_Work instructions_.
Using "expect" as the search string, find the matching lines below and copy them.

_Input for this task_.
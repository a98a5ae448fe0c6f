//! The signal hub: central bus between collectors and strategy evaluators.
//!
//! Each produced signal is normalized (timestamps and TTL), deduplicated,
//! persisted best-effort, and fanned out to per-type subscribers. The hub
//! never blocks on a subscriber: a full queue drops that copy and counts
//! the drop.

use std::collections::HashMap;
use std::sync::atomic::{AtomicU64, Ordering};
use std::sync::Arc;
use std::time::Duration;

use chrono::Utc;
use parking_lot::Mutex;
use tokio::sync::mpsc;
use tokio::time::{interval, MissedTickBehavior};
use tracing::{debug, info, warn};

use super::collector::{Collector, SignalEmitter};
use super::dedup::DedupCache;
use crate::core::domain::{Signal, SignalSource, SignalType};
use crate::core::shutdown::ShutdownToken;
use crate::core::store::{Repository, SharedRepository};
use crate::error::Result;

/// Capacity of the hub's inbound stream.
const INBOUND_CAPACITY: usize = 128;
/// Cadence of the per-collector health upsert.
const HEALTH_INTERVAL: Duration = Duration::from_secs(30);
/// Cadence of the drop-counter stats log.
const STATS_INTERVAL: Duration = Duration::from_secs(60);

#[derive(Default)]
struct Counters {
    received: AtomicU64,
    dropped_dedup: AtomicU64,
    dropped_fanout: AtomicU64,
    persist_failures: AtomicU64,
}

/// Central signal bus. Register collectors, then call [`SignalHub::run`].
pub struct SignalHub {
    repo: SharedRepository,
    collectors: Mutex<Vec<Arc<dyn Collector>>>,
    subscribers: Mutex<HashMap<SignalType, Vec<mpsc::Sender<Signal>>>>,
    dedup: DedupCache,
    counters: Counters,
}

impl SignalHub {
    #[must_use]
    pub fn new(repo: SharedRepository) -> Self {
        Self {
            repo,
            collectors: Mutex::new(Vec::new()),
            subscribers: Mutex::new(HashMap::new()),
            dedup: DedupCache::new(),
            counters: Counters::default(),
        }
    }

    /// Register a collector. Must happen before [`SignalHub::run`].
    pub fn register(&self, collector: Arc<dyn Collector>) {
        info!(collector = collector.name(), "collector registered");
        self.collectors.lock().push(collector);
    }

    /// Subscribe to signals of one type with a bounded buffer.
    pub fn subscribe(&self, signal_type: SignalType, buffer: usize) -> mpsc::Receiver<Signal> {
        let (tx, rx) = mpsc::channel(buffer.max(1));
        self.subscribers
            .lock()
            .entry(signal_type)
            .or_default()
            .push(tx);
        rx
    }

    /// Start all collectors and process signals until cancelled.
    pub async fn run(self: Arc<Self>, shutdown: ShutdownToken) -> Result<()> {
        let (tx, mut rx) = mpsc::channel::<Signal>(INBOUND_CAPACITY);
        let emitter = SignalEmitter::new(tx);

        let collectors: Vec<Arc<dyn Collector>> = self.collectors.lock().clone();
        info!(collectors = collectors.len(), "signal hub starting");

        for collector in &collectors {
            let collector = Arc::clone(collector);
            let out = emitter.clone();
            let token = shutdown.clone();
            tokio::spawn(async move {
                let name = collector.name();
                match collector.produce(out, token).await {
                    Ok(()) => info!(collector = name, "collector stopped"),
                    Err(e) if e.is_cancelled() => {
                        info!(collector = name, "collector cancelled");
                    }
                    Err(e) => warn!(collector = name, error = %e, "collector exited with error"),
                }
                collector.stop();
            });
        }
        // The hub keeps no sender of its own; when every collector is gone
        // the channel closes and the loop drains out.
        drop(emitter);

        let mut health_tick = interval(HEALTH_INTERVAL);
        health_tick.set_missed_tick_behavior(MissedTickBehavior::Delay);
        let mut stats_tick = interval(STATS_INTERVAL);
        stats_tick.set_missed_tick_behavior(MissedTickBehavior::Delay);

        loop {
            tokio::select! {
                () = shutdown.cancelled() => {
                    info!("signal hub shutting down");
                    return Ok(());
                }
                signal = rx.recv() => {
                    match signal {
                        Some(signal) => self.process(signal).await,
                        None => {
                            info!("all collectors finished, signal hub stopping");
                            return Ok(());
                        }
                    }
                }
                _ = health_tick.tick() => {
                    self.upsert_health(&collectors).await;
                    let pruned = self.dedup.prune(Utc::now());
                    if pruned > 0 {
                        debug!(pruned, "dedup cache pruned");
                    }
                }
                _ = stats_tick.tick() => {
                    info!(
                        received = self.counters.received.load(Ordering::Relaxed),
                        dropped_dedup = self.counters.dropped_dedup.load(Ordering::Relaxed),
                        dropped_fanout = self.counters.dropped_fanout.load(Ordering::Relaxed),
                        persist_failures = self.counters.persist_failures.load(Ordering::Relaxed),
                        dedup_entries = self.dedup.len(),
                        "signal hub stats"
                    );
                }
            }
        }
    }

    /// Normalize, dedup, persist, fan out.
    async fn process(&self, mut signal: Signal) {
        self.counters.received.fetch_add(1, Ordering::Relaxed);
        let now = Utc::now();

        // Normalize timestamps and TTL.
        let created_at = signal.created_at.get_or_insert(now);
        let created_at = *created_at;
        if signal.expires_at.is_none() {
            let ttl = chrono::Duration::from_std(signal.signal_type.default_ttl())
                .unwrap_or_else(|_| chrono::Duration::minutes(10));
            signal.expires_at = Some(created_at + ttl);
        }

        if self.dedup.is_duplicate(&signal, now) {
            self.counters.dropped_dedup.fetch_add(1, Ordering::Relaxed);
            return;
        }

        // Best effort: a persistence failure is counted, not fatal, and
        // does not block fan-out.
        if let Err(e) = self.repo.insert_signal(&signal).await {
            self.counters
                .persist_failures
                .fetch_add(1, Ordering::Relaxed);
            warn!(error = %e, signal_type = %signal.signal_type, "failed to persist signal");
        }

        self.fan_out(&signal);
    }

    fn fan_out(&self, signal: &Signal) {
        let mut subscribers = self.subscribers.lock();
        let Some(queues) = subscribers.get_mut(&signal.signal_type) else {
            return;
        };
        queues.retain(|tx| !tx.is_closed());
        for tx in queues.iter() {
            if tx.try_send(signal.clone()).is_err() {
                self.counters.dropped_fanout.fetch_add(1, Ordering::Relaxed);
            }
        }
    }

    async fn upsert_health(&self, collectors: &[Arc<dyn Collector>]) {
        for collector in collectors {
            let info = collector.source_info();
            let snapshot = collector.health();
            let row = SignalSource {
                name: collector.name().to_string(),
                source_type: info.source_type,
                endpoint: info.endpoint,
                poll_interval: info.poll_interval,
                enabled: true,
                health_status: snapshot.status,
                last_poll_at: snapshot.last_poll_at,
                last_error: snapshot.last_error,
            };
            if let Err(e) = self.repo.upsert_signal_source(&row).await {
                warn!(collector = collector.name(), error = %e, "health upsert failed");
            }
        }
    }

    /// Current drop counters `(dedup, fanout)`; used by tests and stats.
    #[must_use]
    pub fn drop_counts(&self) -> (u64, u64) {
        (
            self.counters.dropped_dedup.load(Ordering::Relaxed),
            self.counters.dropped_fanout.load(Ordering::Relaxed),
        )
    }

    /// Process one signal synchronously. Test seam; the daemon path goes
    /// through [`SignalHub::run`].
    #[cfg(any(test, feature = "testkit"))]
    pub async fn process_one(&self, signal: Signal) {
        self.process(signal).await;
    }
}

#[cfg(test)]
mod tests {
    use super::*;
    use crate::core::domain::{Direction, MarketId, TokenId};
    use crate::core::store::{MemoryRepository, Repository};

    fn hub() -> (Arc<SignalHub>, SharedRepository) {
        let repo: SharedRepository = Arc::new(MemoryRepository::new());
        (Arc::new(SignalHub::new(Arc::clone(&repo))), repo)
    }

    fn gap_signal(token: &str) -> Signal {
        Signal::builder(SignalType::LiquidityGap, "internal_scan")
            .market(MarketId::from("m1"))
            .token(TokenId::from(token))
            .direction(Direction::Yes)
            .strength(0.5)
            .build()
    }

    #[tokio::test]
    async fn normalization_fills_timestamps_and_ttl() {
        let (hub, repo) = hub();
        hub.process_one(gap_signal("t1")).await;

        let stored = repo
            .list_signals_since(None, Utc::now() - chrono::Duration::minutes(1))
            .await
            .unwrap();
        assert_eq!(stored.len(), 1);
        let signal = &stored[0];
        let created = signal.created_at.expect("created_at normalized");
        let expires = signal.expires_at.expect("expires_at normalized");
        assert_eq!(expires - created, chrono::Duration::minutes(10));
    }

    #[tokio::test]
    async fn duplicates_are_dropped_before_persistence() {
        let (hub, repo) = hub();
        hub.process_one(gap_signal("t1")).await;
        hub.process_one(gap_signal("t1")).await;

        let stored = repo
            .list_signals_since(None, Utc::now() - chrono::Duration::minutes(1))
            .await
            .unwrap();
        assert_eq!(stored.len(), 1);
        assert_eq!(hub.drop_counts().0, 1);
    }

    #[tokio::test]
    async fn fanout_reaches_matching_subscribers_only() {
        let (hub, _repo) = hub();
        let mut gap_rx = hub.subscribe(SignalType::LiquidityGap, 8);
        let mut bias_rx = hub.subscribe(SignalType::NoBias, 8);

        hub.process_one(gap_signal("t1")).await;

        assert!(gap_rx.try_recv().is_ok());
        assert!(bias_rx.try_recv().is_err());
    }

    #[tokio::test]
    async fn full_subscriber_queue_drops_and_counts() {
        let (hub, _repo) = hub();
        let _rx = hub.subscribe(SignalType::LiquidityGap, 1);

        hub.process_one(gap_signal("t1")).await;
        hub.process_one(gap_signal("t2")).await;
        hub.process_one(gap_signal("t3")).await;

        // Queue held one; the other two copies were dropped.
        assert_eq!(hub.drop_counts().1, 2);
    }

    #[tokio::test]
    async fn run_terminates_on_shutdown() {
        let (hub, _repo) = hub();
        let handle = tokio::spawn(Arc::clone(&hub).run(ShutdownToken::already_cancelled()));
        tokio::time::timeout(Duration::from_secs(1), handle)
            .await
            .expect("hub should stop on cancelled token")
            .unwrap()
            .unwrap();
    }
}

_Task solution_.
        let created = signal.created_at.expect("created_at normalized");
        let expires = signal.expires_at.expect("expires_at normalized");
            .expect("hub should stop on cancelled token")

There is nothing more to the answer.